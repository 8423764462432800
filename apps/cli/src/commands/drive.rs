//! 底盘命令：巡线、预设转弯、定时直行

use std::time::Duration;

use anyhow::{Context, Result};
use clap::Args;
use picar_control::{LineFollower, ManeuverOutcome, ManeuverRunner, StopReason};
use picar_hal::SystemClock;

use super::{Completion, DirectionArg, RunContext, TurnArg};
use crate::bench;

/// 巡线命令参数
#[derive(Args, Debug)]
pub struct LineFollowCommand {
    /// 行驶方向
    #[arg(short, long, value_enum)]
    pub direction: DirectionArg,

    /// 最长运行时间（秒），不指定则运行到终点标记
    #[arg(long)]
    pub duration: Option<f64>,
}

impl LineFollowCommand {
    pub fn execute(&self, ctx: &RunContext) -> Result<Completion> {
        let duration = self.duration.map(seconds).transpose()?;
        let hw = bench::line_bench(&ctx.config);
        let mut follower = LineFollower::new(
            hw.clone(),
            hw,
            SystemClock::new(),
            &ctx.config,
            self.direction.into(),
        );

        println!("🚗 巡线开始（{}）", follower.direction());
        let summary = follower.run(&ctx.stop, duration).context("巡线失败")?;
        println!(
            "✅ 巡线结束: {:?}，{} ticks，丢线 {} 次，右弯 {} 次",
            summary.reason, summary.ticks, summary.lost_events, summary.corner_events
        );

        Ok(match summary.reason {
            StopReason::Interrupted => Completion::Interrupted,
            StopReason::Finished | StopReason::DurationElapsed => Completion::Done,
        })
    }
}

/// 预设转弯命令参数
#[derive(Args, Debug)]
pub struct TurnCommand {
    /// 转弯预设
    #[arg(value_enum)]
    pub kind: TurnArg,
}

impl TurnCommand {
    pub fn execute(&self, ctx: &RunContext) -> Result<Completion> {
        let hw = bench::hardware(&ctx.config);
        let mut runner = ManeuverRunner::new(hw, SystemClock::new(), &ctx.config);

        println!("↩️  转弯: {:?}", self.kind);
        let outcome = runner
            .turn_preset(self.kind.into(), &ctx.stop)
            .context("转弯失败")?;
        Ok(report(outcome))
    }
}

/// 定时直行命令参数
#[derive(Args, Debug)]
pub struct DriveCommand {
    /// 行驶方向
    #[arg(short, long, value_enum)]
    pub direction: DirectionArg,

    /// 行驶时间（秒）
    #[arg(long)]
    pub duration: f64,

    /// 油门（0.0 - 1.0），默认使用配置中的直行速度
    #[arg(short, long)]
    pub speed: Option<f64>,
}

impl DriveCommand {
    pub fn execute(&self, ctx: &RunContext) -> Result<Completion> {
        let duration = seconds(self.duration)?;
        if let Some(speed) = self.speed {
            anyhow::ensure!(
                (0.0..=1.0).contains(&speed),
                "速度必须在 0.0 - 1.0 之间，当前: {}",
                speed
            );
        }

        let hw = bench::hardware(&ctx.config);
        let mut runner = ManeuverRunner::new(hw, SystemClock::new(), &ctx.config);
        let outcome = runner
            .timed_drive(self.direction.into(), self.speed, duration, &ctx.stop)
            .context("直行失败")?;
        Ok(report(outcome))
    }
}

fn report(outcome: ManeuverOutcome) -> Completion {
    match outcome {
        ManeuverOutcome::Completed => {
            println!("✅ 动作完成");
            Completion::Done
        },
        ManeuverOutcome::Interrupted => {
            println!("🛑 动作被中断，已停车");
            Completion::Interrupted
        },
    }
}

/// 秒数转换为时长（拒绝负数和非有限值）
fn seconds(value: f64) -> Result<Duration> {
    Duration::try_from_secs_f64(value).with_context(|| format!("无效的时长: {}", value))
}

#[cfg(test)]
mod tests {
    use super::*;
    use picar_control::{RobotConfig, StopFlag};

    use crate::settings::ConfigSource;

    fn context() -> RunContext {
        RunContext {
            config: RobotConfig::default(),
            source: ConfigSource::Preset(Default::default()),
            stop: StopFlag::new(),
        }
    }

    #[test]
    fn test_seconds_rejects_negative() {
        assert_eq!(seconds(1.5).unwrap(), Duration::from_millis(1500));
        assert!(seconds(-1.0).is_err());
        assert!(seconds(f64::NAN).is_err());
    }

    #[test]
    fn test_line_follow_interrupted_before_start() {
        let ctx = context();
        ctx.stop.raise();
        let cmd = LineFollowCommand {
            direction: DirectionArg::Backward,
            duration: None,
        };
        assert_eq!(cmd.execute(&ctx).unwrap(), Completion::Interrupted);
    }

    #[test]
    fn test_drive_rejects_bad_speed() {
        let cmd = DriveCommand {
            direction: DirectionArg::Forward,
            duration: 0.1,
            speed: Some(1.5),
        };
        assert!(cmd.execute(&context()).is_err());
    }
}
────────────────────
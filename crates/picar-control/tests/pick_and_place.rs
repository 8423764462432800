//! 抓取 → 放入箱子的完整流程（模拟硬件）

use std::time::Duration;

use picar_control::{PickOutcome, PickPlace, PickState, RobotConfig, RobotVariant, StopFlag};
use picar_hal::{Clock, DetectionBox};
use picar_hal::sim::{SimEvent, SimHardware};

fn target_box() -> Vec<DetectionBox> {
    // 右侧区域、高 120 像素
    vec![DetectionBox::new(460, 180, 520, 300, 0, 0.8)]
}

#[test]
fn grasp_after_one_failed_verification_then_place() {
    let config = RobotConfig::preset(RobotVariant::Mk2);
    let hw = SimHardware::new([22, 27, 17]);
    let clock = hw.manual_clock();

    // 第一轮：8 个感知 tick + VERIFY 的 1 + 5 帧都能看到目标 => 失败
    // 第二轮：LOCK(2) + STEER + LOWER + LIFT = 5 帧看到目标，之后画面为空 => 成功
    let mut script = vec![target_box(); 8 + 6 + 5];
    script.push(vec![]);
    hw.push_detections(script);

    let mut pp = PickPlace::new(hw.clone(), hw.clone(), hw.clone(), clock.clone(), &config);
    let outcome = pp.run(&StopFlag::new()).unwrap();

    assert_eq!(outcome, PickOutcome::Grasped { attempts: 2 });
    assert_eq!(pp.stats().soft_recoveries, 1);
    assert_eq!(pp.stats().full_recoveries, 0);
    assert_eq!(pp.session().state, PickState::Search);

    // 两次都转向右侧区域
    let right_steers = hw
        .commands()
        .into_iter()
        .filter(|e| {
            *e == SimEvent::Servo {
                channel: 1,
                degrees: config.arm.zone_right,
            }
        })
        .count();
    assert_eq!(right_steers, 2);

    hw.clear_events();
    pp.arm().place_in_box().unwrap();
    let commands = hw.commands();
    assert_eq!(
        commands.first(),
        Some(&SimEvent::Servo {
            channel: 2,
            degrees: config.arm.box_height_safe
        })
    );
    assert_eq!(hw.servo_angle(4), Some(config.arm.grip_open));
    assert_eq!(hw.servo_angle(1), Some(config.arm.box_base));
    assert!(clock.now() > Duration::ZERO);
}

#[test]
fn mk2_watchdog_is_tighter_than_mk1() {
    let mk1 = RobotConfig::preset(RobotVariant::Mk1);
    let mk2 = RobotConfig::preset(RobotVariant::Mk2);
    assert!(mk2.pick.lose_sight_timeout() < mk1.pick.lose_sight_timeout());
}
────────────────────
TASK GOAL -
Report the number of lines in the entries above that include the string "DirectionArg". Give nothing but the number.

FINISHED EXERCISE -
5